Data shown:

━━━━

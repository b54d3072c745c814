//! API description endpoint
//!
//! Serves a hand-maintained OpenAPI 3 document for the book routes.

use axum::{routing::get, Json, Router};
use serde_json::{json, Value};

fn book_schema() -> Value {
    json!({
        "type": "object",
        "required": ["id", "title"],
        "properties": {
            "id": { "type": "integer", "format": "int64" },
            "title": { "type": "string" },
            "description": { "type": "string" }
        }
    })
}

fn error_schema() -> Value {
    json!({
        "type": "object",
        "properties": {
            "error": { "type": "string" },
            "message": { "type": "string" }
        }
    })
}

fn id_param() -> Value {
    json!({
        "name": "id",
        "in": "path",
        "required": true,
        "schema": { "type": "integer", "format": "int64" }
    })
}

fn text(description: &str) -> Value {
    json!({
        "description": description,
        "content": { "text/plain": { "schema": { "type": "string" } } }
    })
}

fn error(description: &str) -> Value {
    json!({
        "description": description,
        "content": {
            "application/json": { "schema": { "$ref": "#/components/schemas/Error" } }
        }
    })
}

/// Build the OpenAPI document for the book API.
pub fn openapi() -> Value {
    let book_ref = json!({ "$ref": "#/components/schemas/Book" });
    let book_body = json!({
        "required": true,
        "content": { "application/json": { "schema": book_ref } }
    });

    json!({
        "openapi": "3.0.3",
        "info": {
            "title": "Book API",
            "version": env!("CARGO_PKG_VERSION"),
            "description": "CRUD service for the books table"
        },
        "paths": {
            "/book/{id}": {
                "get": {
                    "summary": "Get a book by id",
                    "parameters": [id_param()],
                    "responses": {
                        "200": {
                            "description": "The book",
                            "content": { "application/json": { "schema": book_ref } }
                        },
                        "400": error("Invalid id"),
                        "404": error("Book not found")
                    }
                }
            },
            "/books": {
                "get": {
                    "summary": "List all books",
                    "responses": {
                        "200": {
                            "description": "Every book",
                            "content": {
                                "application/json": {
                                    "schema": { "type": "array", "items": book_ref }
                                }
                            }
                        },
                        "500": error("Failed to get books")
                    }
                }
            },
            "/create": {
                "post": {
                    "summary": "Add a book; the id is assigned by the server",
                    "requestBody": book_body,
                    "responses": {
                        "201": text("Book created"),
                        "400": error("Invalid JSON"),
                        "500": error("Failed to add book")
                    }
                }
            },
            "/update": {
                "put": {
                    "summary": "Replace title and description of a book",
                    "requestBody": book_body,
                    "responses": {
                        "200": text("Book updated"),
                        "400": error("Invalid JSON"),
                        "500": error("Failed to update book")
                    }
                }
            },
            "/delete/{id}": {
                "delete": {
                    "summary": "Delete a book by id",
                    "parameters": [id_param()],
                    "responses": {
                        "200": text("Book deleted"),
                        "400": error("Invalid id"),
                        "500": error("Failed to delete book")
                    }
                }
            }
        },
        "components": {
            "schemas": {
                "Book": book_schema(),
                "Error": error_schema()
            }
        }
    })
}

/// GET /openapi.json
async fn openapi_json() -> Json<Value> {
    Json(openapi())
}

/// Documentation routes
pub fn router<S>() -> Router<S>
where
    S: Clone + Send + Sync + 'static,
{
    Router::new().route("/openapi.json", get(openapi_json))
}

#[cfg(test)]
mod tests {
    use super::*;

    #[test]
    fn documents_every_book_route() {
        let doc = openapi();
        let paths = doc["paths"].as_object().unwrap();

        for (path, method) in [
            ("/book/{id}", "get"),
            ("/books", "get"),
            ("/create", "post"),
            ("/update", "put"),
            ("/delete/{id}", "delete"),
        ] {
            assert!(paths[path].get(method).is_some(), "{} {}", method, path);
        }
    }
}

━━━━

Your task: Reproduce the whole of the records exactly, so that no line differs from the source above.

Problem solution:
repository b54d3072c745c814
//! API description endpoint
//!
//! Serves a hand-maintained OpenAPI 3 document for the book routes.

use axum::{routing::get, Json, Router};
use serde_json::{json, Value};

fn book_schema() -> Value {
    json!({
        "type": "object",
        "required": ["id", "title"],
        "properties": {
            "id": { "type": "integer", "format": "int64" },
            "title": { "type": "string" },
            "description": { "type": "string" }
        }
    })
}

fn error_schema() -> Value {
    json!({
        "type": "object",
        "properties": {
            "error": { "type": "string" },
            "message": { "type": "string" }
        }
    })
}

fn id_param() -> Value {
    json!({
        "name": "id",
        "in": "path",
        "required": true,
        "schema": { "type": "integer", "format": "int64" }
    })
}

fn text(description: &str) -> Value {
    json!({
        "description": description,
        "content": { "text/plain": { "schema": { "type": "string" } } }
    })
}

fn error(description: &str) -> Value {
    json!({
        "description": description,
        "content": {
            "application/json": { "schema": { "$ref": "#/components/schemas/Error" } }
        }
    })
}

/// Build the OpenAPI document for the book API.
pub fn openapi() -> Value {
    let book_ref = json!({ "$ref": "#/components/schemas/Book" });
    let book_body = json!({
        "required": true,
        "content": { "application/json": { "schema": book_ref } }
    });

    json!({
        "openapi": "3.0.3",
        "info": {
            "title": "Book API",
            "version": env!("CARGO_PKG_VERSION"),
            "description": "CRUD service for the books table"
        },
        "paths": {
            "/book/{id}": {
                "get": {
                    "summary": "Get a book by id",
                    "parameters": [id_param()],
                    "responses": {
                        "200": {
                            "description": "The book",
                            "content": { "application/json": { "schema": book_ref } }
                        },
                        "400": error("Invalid id"),
                        "404": error("Book not found")
                    }
                }
            },
            "/books": {
                "get": {
                    "summary": "List all books",
                    "responses": {
                        "200": {
                            "description": "Every book",
                            "content": {
                                "application/json": {
                                    "schema": { "type": "array", "items": book_ref }
                                }
                            }
                        },
                        "500": error("Failed to get books")
                    }
                }
            },
            "/create": {
                "post": {
                    "summary": "Add a book; the id is assigned by the server",
                    "requestBody": book_body,
                    "responses": {
                        "201": text("Book created"),
                        "400": error("Invalid JSON"),
                        "500": error("Failed to add book")
                    }
                }
            },
            "/update": {
                "put": {
                    "summary": "Replace title and description of a book",
                    "requestBody": book_body,
                    "responses": {
                        "200": text("Book updated"),
                        "400": error("Invalid JSON"),
                        "500": error("Failed to update book")
                    }
                }
            },
            "/delete/{id}": {
                "delete": {
                    "summary": "Delete a book by id",
                    "parameters": [id_param()],
                    "responses": {
                        "200": text("Book deleted"),
                        "400": error("Invalid id"),
                        "500": error("Failed to delete book")
                    }
                }
            }
        },
        "components": {
            "schemas": {
                "Book": book_schema(),
                "Error": error_schema()
            }
        }
    })
}

/// GET /openapi.json
async fn openapi_json() -> Json<Value> {
    Json(openapi())
}

/// Documentation routes
pub fn router<S>() -> Router<S>
where
    S: Clone + Send + Sync + 'static,
{
    Router::new().route("/openapi.json", get(openapi_json))
}

#[cfg(test)]
mod tests {
    use super::*;

    #[test]
    fn documents_every_book_route() {
        let doc = openapi();
        let paths = doc["paths"].as_object().unwrap();

        for (path, method) in [
            ("/book/{id}", "get"),
            ("/books", "get"),
            ("/create", "post"),
            ("/update", "put"),
            ("/delete/{id}", "delete"),
        ] {
            assert!(paths[path].get(method).is_some(), "{} {}", method, path);
        }
    }
}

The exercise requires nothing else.